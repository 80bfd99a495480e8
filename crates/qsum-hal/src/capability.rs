//! Backend capability introspection.

use qsum_ir::{Gate, GateKind};
use serde::{Deserialize, Serialize};

/// Hardware capabilities of an executor.
#[derive(Debug, Clone, Serialize, Deserialize)]
pub struct Capabilities {
    /// Name of the backend.
    pub name: String,
    /// Number of qubits available.
    pub num_qubits: u32,
    /// Supported gate set.
    pub gate_set: GateSet,
    /// Maximum number of shots per job.
    pub max_shots: u32,
    /// Whether this is a simulator (`true`) or real hardware (`false`).
    pub is_simulator: bool,
    /// Additional capability flags such as `"statevector"`.
    #[serde(default, skip_serializing_if = "Vec::is_empty")]
    pub features: Vec<String>,
}

impl Capabilities {
    /// Create capabilities for a noiseless statevector simulator.
    pub fn simulator(num_qubits: u32) -> Self {
        Self {
            name: "simulator".into(),
            num_qubits,
            gate_set: GateSet::universal(),
            max_shots: 1_000_000,
            is_simulator: true,
            features: vec!["statevector".into()],
        }
    }

    /// Check for a capability flag.
    pub fn has_feature(&self, feature: &str) -> bool {
        self.features.iter().any(|f| f == feature)
    }
}

/// Gate operations supported by a backend.
#[derive(Debug, Clone, Serialize, Deserialize)]
pub struct GateSet {
    /// Single-qubit gates supported.
    pub single_qubit: Vec<String>,
    /// Two-qubit gates supported.
    pub two_qubit: Vec<String>,
    /// Three-qubit gates supported.
    #[serde(default, skip_serializing_if = "Vec::is_empty")]
    pub three_qubit: Vec<String>,
    /// Whether any supported gate may carry an arbitrary number of extra controls.
    #[serde(default)]
    pub multi_controlled: bool,
}

impl GateSet {
    /// Every gate in the IR, with arbitrary controls.
    pub fn universal() -> Self {
        let names = |list: &[&str]| list.iter().map(|s| (*s).to_string()).collect();
        Self {
            single_qubit: names(&[
                "id", "x", "y", "z", "h", "s", "sdg", "t", "tdg", "rx", "ry", "rz", "p",
            ]),
            two_qubit: names(&["cx", "cy", "cz", "ch", "cp", "swap"]),
            three_qubit: names(&["ccx", "cswap"]),
            multi_controlled: true,
        }
    }

    /// Check if a gate name is supported (single-qubit, two-qubit, or three-qubit).
    pub fn contains(&self, gate: &str) -> bool {
        self.single_qubit.iter().any(|g| g == gate)
            || self.two_qubit.iter().any(|g| g == gate)
            || self.three_qubit.iter().any(|g| g == gate)
    }

    /// Check if a gate, including any extra controls, can be executed.
    pub fn supports(&self, gate: &Gate) -> bool {
        match &gate.kind {
            GateKind::Standard(g) => self.contains(g.name()),
            GateKind::Controlled(g) => self.multi_controlled && self.contains(g.base.name()),
        }
    }
}
//! End-to-end checks of the simulator against closed-form states.

use std::f64::consts::PI;

use num_complex::Complex64;
use qsum_adapter_sim::SimulatorBackend;
use qsum_hal::{Backend, StatevectorBackend};
use qsum_ir::{Circuit, QubitId};

fn basis_state(n: u32, value: u64) -> Circuit {
    let mut circuit = Circuit::with_size("prep", n, 0);
    for k in 0..n {
        if (value >> k) & 1 == 1 {
            circuit.x(QubitId(k)).unwrap();
        }
    }
    circuit
}

#[test]
fn qft_matches_discrete_fourier_transform() {
    let backend = SimulatorBackend::new();
    let n = 4u32;
    let dim = 1usize << n;
    let qft = Circuit::qft(n).unwrap();
    let all: Vec<QubitId> = (0..n).map(QubitId).collect();

    for v in [0u64, 1, 5, 11] {
        let mut circuit = basis_state(n, v);
        circuit.append(&qft, &all).unwrap();
        let amps = backend.statevector(&circuit).unwrap();

        let norm = 1.0 / (dim as f64).sqrt();
        for (k, amp) in amps.iter().enumerate() {
            let angle = 2.0 * PI * (v as f64) * (k as f64) / dim as f64;
            let expected = Complex64::from_polar(norm, angle);
            assert!(
                (amp - expected).norm() < 1e-9,
                "v={v} k={k}: got {amp}, expected {expected}"
            );
        }
    }
}

#[test]
fn inverse_undoes_qft() {
    let backend = SimulatorBackend::new();
    let n = 3u32;
    let qft = Circuit::qft(n).unwrap();
    let all: Vec<QubitId> = (0..n).map(QubitId).collect();

    let mut circuit = basis_state(n, 6);
    circuit.append(&qft, &all).unwrap();
    circuit.append(&qft.inverse().unwrap(), &all).unwrap();

    let amps = backend.statevector(&circuit).unwrap();
    assert!((amps[6].norm() - 1.0).abs() < 1e-9);
}

#[test]
fn controlled_circuit_respects_global_phase() {
    // A bare global phase of π acts as Z on the control once controlled.
    let mut body = Circuit::with_size("minus_identity", 1, 0);
    body.add_global_phase(PI);
    let controlled = body.control(1).unwrap();

    let mut circuit = Circuit::with_size("kickback", 2, 0);
    circuit.h(QubitId(0)).unwrap();
    circuit.append(&controlled, &[QubitId(0), QubitId(1)]).unwrap();
    circuit.h(QubitId(0)).unwrap();

    let amps = SimulatorBackend::new().statevector(&circuit).unwrap();
    assert!((amps[1].norm() - 1.0).abs() < 1e-9);
}

#[tokio::test]
async fn run_samples_uniform_superposition() {
    let n = 3u32;
    let mut circuit = Circuit::with_size("uniform", n, n);
    for k in 0..n {
        circuit.h(QubitId(k)).unwrap();
    }
    circuit.measure_all().unwrap();

    let result = SimulatorBackend::with_seed(42)
        .run(&circuit, 8000)
        .await
        .unwrap();
    assert_eq!(result.counts.len(), 8);
    for (bits, count) in result.counts.iter() {
        assert!((800..=1200).contains(count), "{bits} drawn {count} times");
    }
}
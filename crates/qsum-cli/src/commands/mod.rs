//! CLI command implementations.

pub mod common;
pub mod count;
pub mod inspect;
pub mod solve;
pub mod version;
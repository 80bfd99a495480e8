//! Quantum counting: phase estimation on the Grover iterator.
//!
//! On the plane spanned by the marked and unmarked superpositions, `G` has
//! eigenvalues `e^{±2πiφ}` with `sin²(πφ) = M/N`. The uniform index state
//! lies in that plane, so phase estimation with a counting register of `t`
//! qubits reads out `y ≈ φ·2^t` or `y ≈ (1−φ)·2^t`, with equal weight.
//!
//! ```text
//!   count[i] ──H──●(2^i times)── QFT⁻¹ ── measure → clbit i
//!                 │
//!   work     ─prep─G─────────────────────
//! ```

use std::collections::BTreeMap;
use std::f64::consts::PI;

use serde::Serialize;
use tracing::{debug, info};

use qsum_hal::Counts;
use qsum_ir::{Circuit, QubitId, StandardGate};

use crate::error::{SearchError, SearchResult};
use crate::grover::GroverIterator;

/// Default counting register width for `n` numbers: `n + 2`.
///
/// Reading the nearest outcome misses the phase by at most half a step, so
/// `M̂` is off by at most `π·N/2^(t+1)`. With `2^t ≥ π·N` that stays below
/// one half and the rounded estimate is exact for every `M`.
pub fn default_counting_qubits(n: u32) -> u32 {
    n + 2
}

/// Outcome of one counting run.
#[derive(Debug, Clone, PartialEq, Serialize)]
pub struct CountEstimate {
    /// Folded counting outcome `min(y, 2^t − y)` that was selected.
    pub outcome: u64,
    /// Estimated eigenphase `outcome / 2^t`.
    pub phase: f64,
    /// Unrounded estimate `N·sin²(π·phase)`.
    pub raw: f64,
    /// Estimated number of marked states; zero means none.
    pub marked: u64,
    /// Fraction of shots behind the selected outcome.
    pub support: f64,
}

impl CountEstimate {
    /// Whether counting found any marked state.
    pub fn has_solutions(&self) -> bool {
        self.marked > 0
    }
}

/// Builds counting circuits and interprets their histograms.
#[derive(Debug, Clone, Copy, PartialEq, Eq)]
pub struct QuantumCounter {
    counting_qubits: u32,
}

impl QuantumCounter {
    /// A counter with `counting_qubits` qubits of phase precision.
    pub fn new(counting_qubits: u32) -> Self {
        Self { counting_qubits }
    }

    /// Width of the counting register.
    pub fn counting_qubits(&self) -> u32 {
        self.counting_qubits
    }

    /// Phase estimation circuit for `grover`.
    ///
    /// The counting register occupies qubits `0..t` and is measured into
    /// classical bits `0..t`; the work registers follow it.
    pub fn circuit(&self, grover: &GroverIterator) -> SearchResult<Circuit> {
        let t = self.counting_qubits;
        let mut circuit = Circuit::new("counting");
        let count = circuit.add_qreg("count", t);
        let regs = grover.layout().allocate(&mut circuit);
        let work = regs.qubits();

        circuit.append(grover.preparation(), &work)?;
        circuit.apply_to_register(&StandardGate::H, &count)?;

        let controlled = grover.circuit().control(1)?;
        for (i, c) in count.iter().enumerate() {
            let mapping: Vec<QubitId> = std::iter::once(c).chain(work.iter().copied()).collect();
            for _ in 0..(1u64 << i) {
                circuit.append(&controlled, &mapping)?;
            }
        }

        let count_qubits: Vec<QubitId> = count.iter().collect();
        circuit.append(&Circuit::qft(t)?.inverse()?, &count_qubits)?;

        let clbits = circuit.add_creg("c", t);
        for (q, c) in count.iter().zip(clbits) {
            circuit.measure(q, c)?;
        }

        debug!(
            counting_qubits = t,
            qubits = circuit.num_qubits(),
            ops = circuit.num_ops(),
            "built counting circuit"
        );
        Ok(circuit)
    }

    /// Estimate the number of marked states from a counting histogram.
    ///
    /// `y` and `2^t − y` describe the same eigenphase and are tallied
    /// together; the most frequent folded outcome is used. A rounded
    /// estimate of zero yields an estimate without solutions, an estimate
    /// of `search_space` is a [`SearchError::DegenerateCount`], anything
    /// else is clamped to `1..search_space`.
    #[allow(clippy::cast_precision_loss, clippy::cast_possible_truncation, clippy::cast_sign_loss)]
    pub fn estimate(&self, counts: &Counts, search_space: u64) -> SearchResult<CountEstimate> {
        let t = self.counting_qubits as usize;
        let period = 1u64 << t;

        let mut folded: BTreeMap<u64, u64> = BTreeMap::new();
        for (bits, &n) in counts.iter() {
            let y = parse_outcome(bits, t)?;
            *folded.entry(y.min(period - y)).or_insert(0) += n;
        }

        // Highest count wins; ties go to the smaller phase.
        let (outcome, hits) = folded
            .iter()
            .max_by(|a, b| a.1.cmp(b.1).then(b.0.cmp(a.0)))
            .map(|(&y, &n)| (y, n))
            .ok_or_else(|| SearchError::AmbiguousMeasurement("counting histogram is empty".into()))?;

        let phase = outcome as f64 / period as f64;
        let raw = search_space as f64 * (PI * phase).sin().powi(2);
        let rounded = raw.round() as u64;

        if rounded >= search_space {
            return Err(SearchError::DegenerateCount {
                estimate: rounded,
                search_space,
            });
        }
        let marked = if rounded == 0 {
            0
        } else {
            rounded.clamp(1, search_space - 1)
        };

        let estimate = CountEstimate {
            outcome,
            phase,
            raw,
            marked,
            support: hits as f64 / counts.total_shots().max(1) as f64,
        };
        info!(outcome, raw, marked, "counting estimate");
        Ok(estimate)
    }
}

/// Read a counting bitstring, character `i` being bit `i`.
fn parse_outcome(bits: &str, width: usize) -> SearchResult<u64> {
    if bits.len() != width {
        return Err(SearchError::AmbiguousMeasurement(format!(
            "counting outcome '{bits}' has {} bits, expected {width}",
            bits.len()
        )));
    }
    bits.chars().enumerate().try_fold(0u64, |acc, (i, ch)| match ch {
        '0' => Ok(acc),
        '1' => Ok(acc | (1u64 << i)),
        other => Err(SearchError::AmbiguousMeasurement(format!(
            "unexpected character '{other}' in counting outcome"
        ))),
    })
}
//! The Grover iterator and the search circuit built from it.

use std::f64::consts::PI;

use tracing::debug;

use qsum_ir::{Circuit, QubitId, StandardGate};

use crate::diffusion::diffusion;
use crate::error::SearchResult;
use crate::instance::ProblemInstance;
use crate::layout::{Encoding, RegisterLayout};
use crate::oracle::OracleBuilder;

/// Optimal number of Grover iterations, `round(π/4·√(N/M) − 1/2)`.
///
/// `marked` is clamped to `1..=search_space`.
#[allow(clippy::cast_precision_loss, clippy::cast_possible_truncation, clippy::cast_sign_loss)]
pub fn optimal_iterations(search_space: u64, marked: u64) -> u64 {
    let m = marked.clamp(1, search_space.max(1)) as f64;
    let n = search_space.max(1) as f64;
    (PI / 4.0 * (n / m).sqrt() - 0.5).round().max(0.0) as u64
}

/// `G = D · O` for one instance, together with its state preparation.
#[derive(Debug, Clone)]
pub struct GroverIterator {
    encoding: Encoding,
    layout: RegisterLayout,
    preparation: Circuit,
    oracle: Circuit,
    diffusion: Circuit,
    iteration: Circuit,
}

impl GroverIterator {
    /// Build the iterator for `instance` with `builder`'s encoding.
    pub fn new(builder: &dyn OracleBuilder, instance: &ProblemInstance) -> SearchResult<Self> {
        let layout = builder.layout(instance)?;
        let oracle = builder.build(instance)?;
        let diffusion = diffusion(layout.index_width())?;

        let (mut preparation, regs) = layout.circuit("prepare");
        preparation.append(&builder.prepare(instance)?, &regs.qubits())?;
        preparation.apply_to_register(&StandardGate::H, &regs.index)?;

        let (mut iteration, regs) = layout.circuit("grover");
        let index: Vec<QubitId> = regs.index.iter().collect();
        iteration.append(&oracle, &regs.qubits())?;
        iteration.append(&diffusion, &index)?;

        debug!(
            encoding = %builder.encoding(),
            qubits = layout.num_qubits(),
            ops = iteration.num_ops(),
            "built grover iterator"
        );

        Ok(Self {
            encoding: builder.encoding(),
            layout,
            preparation,
            oracle,
            diffusion,
            iteration,
        })
    }

    /// Encoding of the underlying oracle.
    pub fn encoding(&self) -> Encoding {
        self.encoding
    }

    /// Register sizes of the work registers.
    pub fn layout(&self) -> &RegisterLayout {
        &self.layout
    }

    /// Operand loading followed by Hadamards on the index register.
    pub fn preparation(&self) -> &Circuit {
        &self.preparation
    }

    /// The phase oracle.
    pub fn oracle(&self) -> &Circuit {
        &self.oracle
    }

    /// The diffusion operator on the index register.
    pub fn diffusion(&self) -> &Circuit {
        &self.diffusion
    }

    /// One application of `G`.
    pub fn circuit(&self) -> &Circuit {
        &self.iteration
    }

    /// Check every component DAG before anything is executed.
    pub fn verify(&self) -> SearchResult<()> {
        for circuit in [&self.preparation, &self.oracle, &self.diffusion, &self.iteration] {
            circuit.dag().verify_integrity()?;
        }
        Ok(())
    }

    /// Preparation followed by `iterations` applications of `G`.
    pub fn state_circuit(&self, iterations: u64) -> SearchResult<Circuit> {
        let (mut circuit, regs) = self.layout.circuit(format!("grover_x{iterations}"));
        let work = regs.qubits();
        circuit.append(&self.preparation, &work)?;
        for _ in 0..iterations {
            circuit.append(&self.iteration, &work)?;
        }
        Ok(circuit)
    }

    /// [`Self::state_circuit`] with index qubit `i` measured into classical bit `i`.
    pub fn search_circuit(&self, iterations: u64) -> SearchResult<Circuit> {
        let mut circuit = self.state_circuit(iterations)?;
        let clbits = circuit.add_creg("c", self.layout.index_width());
        let index = (0..self.layout.index_width()).map(QubitId);
        for (q, c) in index.zip(clbits) {
            circuit.measure(q, c)?;
        }
        Ok(circuit)
    }
}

# TASK STATEMENT
Your output is to be the lines of the listing, exact and complete, starting at the first and ending with the line that contains "pub struct Capabilities".

# PROBLEM SOLUTION
repository 80bfd99a495480e8
filename crates/qsum-hal/src/capability.rs
//! Backend capability introspection.

use qsum_ir::{Gate, GateKind};
use serde::{Deserialize, Serialize};

/// Hardware capabilities of an executor.
#[derive(Debug, Clone, Serialize, Deserialize)]
pub struct Capabilities {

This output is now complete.